Sobre o que deveria ser feito para promover a igualdade, Luisa Nemésio aponta “um maior questionamento e educação sobre este papel cuidador ainda assumido de maneira geral pela mulher e que tem de ser mais partilhado. Em casa, na escola, no trabalho, não é apenas uma questão de quotas, é uma questão de afirmação e atitude”. 

Mais do que as missões, os rostos 

Na sua viagem à volta do mundo tendo as missões da AMI como destino, “as pessoas e os seus rostos” são o que a marca sempre. 

Da Sérvia à Índia, Luisa Nemésio recorda tempos e lugares, onde ser mulher foi um ato de coragem. “As guerras por si só são violadoras dos direitos humanos. E os mais vulneráveis são invariavelmente, crianças, mulheres e idosos”. Nas cidades, vilas e aldeias dos países em guerra, mulheres e crianças tinham rostos endurecidos por combates que nem sempre são visíveis. “A única coisa que denunciava o conflito nos bastidores, eram os escombros de igrejas, as casas protegidas por sacos de areia…”. 

Na Guiné-Bissau e em Angola “onde para lá das cidades nada chega e as pessoas nada têm”. 

De Angola, onde se recorda de uma missão de nutrição pouco depois de terminada a Guerra Civil, admite que “trouxe lágrimas”. Levava doze horas para percorrer uma distância de 300 quilómetros, “ao longo de uma estrada onde não havia pontos de fornecimento de água nem um posto de abastecimento de combustível, isto num país que faz exploração petrolífera”. Nas aldeias “tudo era precário, sem água, luz, acesso a cuidados de saúde e saneamento”. 

África deu-lhe ainda a memória de uma aldeia escrava do Níger, “onde as pessoas têm um olhar de dignidade e ao mesmo tempo de questionamento, sobre o que uma ONG está ali a fazer e o que quer mudar no seu modo de vida secular e organizado”. Nos gestos diários das mulheres ressalta a marca da “determinação em prover às famílias tudo o que necessitam”. 

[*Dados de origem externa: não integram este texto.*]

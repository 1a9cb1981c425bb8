//! Validation for schema simple types

use crate::error::{Error, Result};
use crate::util::Centipoints;

/// `ST_TextIndentLevelType`: 0 through 8
pub(crate) fn text_indent_level(value: i32) -> Result<u8> {
    match u8::try_from(value) {
        Ok(level) if level <= 8 => Ok(level),
        _ => Err(Error::InvalidValue(format!(
            "paragraph level must be in range 0..=8, got {}",
            value
        ))),
    }
}

/// `ST_TextFontSize`: 100 through 400000 hundredths of a point
pub(crate) fn text_font_size(value: Centipoints) -> Result<Centipoints> {
    if (100..=400_000).contains(&value.0) {
        Ok(value)
    } else {
        Err(Error::InvalidValue(format!(
            "font size must be in range 1..=4000 pt, got {} centipoints",
            value.0
        )))
    }
}

#[cfg(test)]
mod tests {
    use super::*;

    #[test]
    fn test_text_indent_level() {
        for level in 0..=8 {
            assert_eq!(text_indent_level(level).unwrap(), level as u8);
        }
        for bad in [-1, 9, 256, i32::MIN] {
            assert!(matches!(text_indent_level(bad), Err(Error::InvalidValue(_))));
        }
    }

    #[test]
    fn test_text_font_size() {
        for ok in [100, 1800, 400_000] {
            assert_eq!(text_font_size(Centipoints(ok)).unwrap(), Centipoints(ok));
        }
        for bad in [0, 99, 400_001] {
            assert!(matches!(text_font_size(Centipoints(bad)), Err(Error::InvalidValue(_))));
        }
    }
}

Luisa Nemésio chegou à AMI como voluntária em 1985, ano definido pela ONU como Ano Mundial da Juventude, tempo marcado pelo grande sismo do México, pela intensificação da Guerra Fria na Europa e conflitos desde a Guiné-Bissau ao Iraque. Assume que na época, fez uma escolha arriscada, apostando numa organização ainda a dar os primeiros passos. Mas, a ativista sempre teve como ideal ajudar os outros com o seu trabalho, por isso, quando viu o anúncio de recrutamento da AMI para voluntários, não hesitou em responder. 

Começou pelo trabalho voluntário como administrativa até ser contratada como profissional efetiva e seguir viagem a bordo da primeira missão humanitária internacional da AMI, na Guiné-Bissau. “O plano para levar àquele país ajuda foi inicialmente financiado do bolso de Fernando Nobre, da sua irmã e meu”. Para a missão avançar, cada um avançou com o financiamento das passagens aéreas dos voluntários, até a Comissão Europeia, que já tinha aprovado o projeto, enviar os fundos requeridos pela organização. 

Foram os primeiros a chegar a Lugadjole, na região do Boé, fazendo prevalecer o lema “a AMI vai onde ninguém quer ir”, pois desde o fim da guerra colonial nenhuma organização tinha entrado num lugar conhecido pelo domínio das guerrilhas e onde aliás tinha sido auto-proclamada a Independência em Madina do Boé.